Tutorial: Finding the gene structure of orthologs
When blasting an incomplete or in-progress genome sequence, it can be difficult to
find hits that are the length of the full gene ortholog you are looking for. Often, you
will find just one small hit in an entire database.
In order to analyze the hits you get, it’s important to understand what part of the
gene’s structure they come from. Once you know which part of the primary
structure your hit corresponds to, you can begin to study the secondary structure,
function and regulation of this gene.
In this tutorial, I will explain how you can determine which exon of a gene your hit
corresponds to, as well as how to get the most gene structure information out of the
sequence data you have.
The basic steps to determining which exons you have are as follows:
- Download an ortholog sequence from a genome browser
- Blast this against your database
- Copy the QUERY sequence you used to get this hit
- Find the detailed, full sequence of the otholog gene you used as your query
within the genome browser. Make sure this page indicates which sequences
refer to which exon
- Search for a portion of your query sequence on the page which contains the
full ortholog sequence
- Because you took this query sequence straight from the genome browser,
you should have an exact match. Determine which exon this match falls
under. You now know which exon you have in your sequence data!
I will begin with an example of a hit I found when blasting grape’s Nhx1 gene against
the blueberry EST data.
I first blasted a file from NCB1 listed as the complete cdna of the grape Nhx1. This
gave me one large (~1200 bp) hit against the blueberry EST database.
In order to figure out which part of the Nhx1 gene I had found, I went into the grape
genome browser. I found six candidate genes for Nhx1 in the browser and blasted
all six of these against the 1200 bp hit mentioned above.

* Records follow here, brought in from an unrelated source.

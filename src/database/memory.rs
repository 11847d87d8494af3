//! In-process gateway backed by a concurrent map.
//!
//! Used by tests and by the CLI's `--memory` mode. Supports simulated
//! latency and per-id write rejection.

use std::sync::atomic::{AtomicUsize, Ordering};
use std::time::Duration;

use async_trait::async_trait;
use dashmap::DashMap;
use parking_lot::RwLock;
use tracing::debug;

use super::Gateway;
use crate::entity::Entity;
use crate::error::GatewayError;

/// Call counters, for asserting how often the store hit the gateway.
#[derive(Debug, Default)]
pub struct GatewayStats {
    fetches: AtomicUsize,
    default_fetches: AtomicUsize,
    writes: AtomicUsize,
    lists: AtomicUsize,
}

impl GatewayStats {
    pub fn fetches(&self) -> usize {
        self.fetches.load(Ordering::SeqCst)
    }

    pub fn default_fetches(&self) -> usize {
        self.default_fetches.load(Ordering::SeqCst)
    }

    pub fn writes(&self) -> usize {
        self.writes.load(Ordering::SeqCst)
    }

    pub fn lists(&self) -> usize {
        self.lists.load(Ordering::SeqCst)
    }
}

/// Gateway keeping entities in memory.
pub struct MemoryGateway<E: Entity> {
    entities: DashMap<String, E>,
    default_id: RwLock<Option<String>>,
    /// id -> rejection reason for writes
    rejections: DashMap<String, String>,
    latency: Option<Duration>,
    stats: GatewayStats,
}

impl<E: Entity> MemoryGateway<E> {
    /// Create an empty gateway.
    pub fn new() -> Self {
        Self {
            entities: DashMap::new(),
            default_id: RwLock::new(None),
            rejections: DashMap::new(),
            latency: None,
            stats: GatewayStats::default(),
        }
    }

    /// Create a gateway seeded with `entities`.
    pub fn with_entities(entities: impl IntoIterator<Item = E>) -> Self {
        let gateway = Self::new();
        for entity in entities {
            gateway.insert(entity);
        }
        gateway
    }

    /// Delay every call by `latency` (builder pattern).
    #[must_use]
    pub fn latency(mut self, latency: Duration) -> Self {
        self.latency = Some(latency);
        self
    }

    /// Insert or replace an entity directly in the store.
    pub fn insert(&self, entity: E) {
        self.entities.insert(entity.id().to_string(), entity);
    }

    /// Read the stored value, bypassing any cache.
    pub fn stored(&self, id: &str) -> Option<E> {
        self.entities.get(id).map(|entry| entry.value().clone())
    }

    /// Mark `id` as the default entity.
    pub fn set_default(&self, id: impl Into<String>) {
        *self.default_id.write() = Some(id.into());
    }

    /// Make every write to `id` fail with `reason`.
    pub fn reject_writes(&self, id: impl Into<String>, reason: impl Into<String>) {
        self.rejections.insert(id.into(), reason.into());
    }

    /// Let writes to `id` succeed again.
    pub fn accept_writes(&self, id: &str) {
        self.rejections.remove(id);
    }

    /// Get call counters.
    pub fn stats(&self) -> &GatewayStats {
        &self.stats
    }

    async fn pause(&self) {
        if let Some(latency) = self.latency {
            tokio::time::sleep(latency).await;
        }
    }
}

impl<E: Entity> Default for MemoryGateway<E> {
    fn default() -> Self {
        Self::new()
    }
}

#[async_trait]
impl<E: Entity> Gateway<E> for MemoryGateway<E> {
    async fn fetch_entity(&self, id: &str) -> Result<Option<E>, GatewayError> {
        self.stats.fetches.fetch_add(1, Ordering::SeqCst);
        self.pause().await;
        Ok(self.stored(id))
    }

    async fn fetch_default_entity(&self) -> Result<E, GatewayError> {
        self.stats.default_fetches.fetch_add(1, Ordering::SeqCst);
        self.pause().await;

        let default_id = self.default_id.read().clone();
        default_id
            .and_then(|id| self.stored(&id))
            .ok_or(GatewayError::NoDefault)
    }

    async fn write_entity(&self, id: &str, patch: &E::Patch) -> Result<E, GatewayError> {
        self.stats.writes.fetch_add(1, Ordering::SeqCst);
        self.pause().await;

        if let Some(reason) = self.rejections.get(id) {
            return Err(GatewayError::Rejected(reason.value().clone()));
        }

        let mut entry = self
            .entities
            .get_mut(id)
            .ok_or_else(|| GatewayError::NotFound(id.to_string()))?;
        let next = entry.merge(patch);
        *entry = next.clone();

        debug!("Memory gateway wrote {}", id);
        Ok(next)
    }

    async fn list_entities(&self) -> Result<Vec<E>, GatewayError> {
        self.stats.lists.fetch_add(1, Ordering::SeqCst);
        self.pause().await;

        let mut entities: Vec<E> = self
            .entities
            .iter()
            .map(|entry| entry.value().clone())
            .collect();
        entities.sort_by(|a, b| a.id().cmp(b.id()));
        Ok(entities)
    }
}
//! Optimistic updates.

use std::sync::Arc;

use futures::future::{BoxFuture, FutureExt};
use tracing::{debug, warn};

use super::{EntityStore, detach};
use super::pending::PendingWrite;
use crate::entity::Entity;
use crate::error::CacheError;

impl<E: Entity> EntityStore<E> {
    /// Apply `patch` to entity `id` optimistically, then persist it.
    ///
    /// When `id` is cached, the merged value is put into the cache and
    /// subscribers are notified before this function returns. The returned
    /// future sends the patch to the gateway and then either reconciles the
    /// cache with the authoritative value or rolls back to the last
    /// confirmed value and returns the failure.
    ///
    /// When `id` is not cached it is loaded first; the optimistic step then
    /// happens inside the future.
    ///
    /// The write and its reconciliation run on a spawned task: dropping the
    /// returned future stops the wait, not the write.
    ///
    /// Concurrent updates to one id each build on the latest applied value.
    /// Their results land in gateway completion order, so the last write to
    /// complete wins.
    pub fn update(
        &self,
        id: &str,
        patch: E::Patch,
    ) -> BoxFuture<'static, Result<Arc<E>, CacheError>> {
        let staged = self.stage_write(id, &patch);
        let store = self.clone();
        let id = id.to_string();

        detach(
            async move {
                let seq = match staged {
                    Some(seq) => seq,
                    None => {
                        store.load(&id).await?;
                        store
                            .stage_write(&id, &patch)
                            .ok_or_else(|| CacheError::EntityNotFound(id.clone()))?
                    }
                };
                store.commit(seq, id, patch).await
            }
            .boxed(),
        )
    }

    /// Merge `patch` over the cached value and publish it as optimistic.
    fn stage_write(&self, id: &str, patch: &E::Patch) -> Option<u64> {
        let cache = &self.inner.cache;
        let current = cache.get(id)?;
        let optimistic = Arc::new(current.merge(patch));

        let seq = self.inner.pending.lock().begin(PendingWrite {
            entity_id: id.to_string(),
            optimistic: Arc::clone(&optimistic),
            prior_confirmed: cache.confirmed(id),
        });
        cache.mark_pending(id);

        debug!("Optimistic write #{} to {}", seq, id);
        cache.put(id, optimistic, true);
        Some(seq)
    }

    async fn commit(&self, seq: u64, id: String, patch: E::Patch) -> Result<Arc<E>, CacheError> {
        let outcome = self.inner.gateway.write_entity(&id, &patch).await;

        let write = self.inner.pending.lock().finish(seq);
        let cache = &self.inner.cache;
        cache.clear_pending(&id);

        match outcome {
            Ok(authoritative) => {
                let value = cache.confirm(&id, authoritative);
                debug!("Reconciled write #{} to {}", seq, id);
                Ok(value)
            }
            Err(err) => {
                warn!("Write #{} to {} failed, rolling back: {}", seq, id, err);

                let restore = cache
                    .confirmed(&id)
                    .or_else(|| write.and_then(|write| write.prior_confirmed));
                match restore {
                    Some(previous) => {
                        cache.put(&id, previous, false);
                    }
                    None => {
                        cache.discard(&id);
                    }
                }

                Err(err.into())
            }
        }
    }
}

It’s important to cover all
your bases and check every candidate gene, because you don’t know which copy of
the gene you might have in your sequence.
The first candidate gene listed gave me one hit when blasted against the 1200 bp’s
from the EST database:
I copied the first segment of the query sequence:
CAGGCATGCTTTT
Then, I went into the grape genome browser and looked at the detailed description
of this first candidate gene I had obtained my query sequence from.
The page gives you the transcript structure
As well as the full sequence, formatted to distinguish different structural elements of
the gene:
Because my query sequence (CAGGCATGCTTTT) came directly from this genome
browser, it should have an exact match on this page. Thus, I can utilize the find
function of my web browser, and simply search the page for my query sequence.
When I did this I found one match:
This segment corresponds to exon 10. Thus, we know that we have the equivalent
of grape’s exon 10 within our 1200 bp EST hit.
Expanding on your data:
I found exon 10 by investigating just one hit, received by blasting the Nhx1 grape
gene against the EST database. It is possible to expand your hits, potentially
uncovering more exons within your sequence data. One way to do that is to simply
blast against a different database. For example, when I blast the same Nhx1 gene
against the 454 data, I get a different hit than the one I get against the EST data.
Another option is to use a different query in your blast. You can change sequences
or perhaps blast an amino acid sequence using a tBLASTn query.
Each hit you get gives you another opportunity to go into a genome browser and
determine which exon your hit aligns with. Slowly, you can begin to piece together
exons and gain a sense of the overall structure of your ortholog.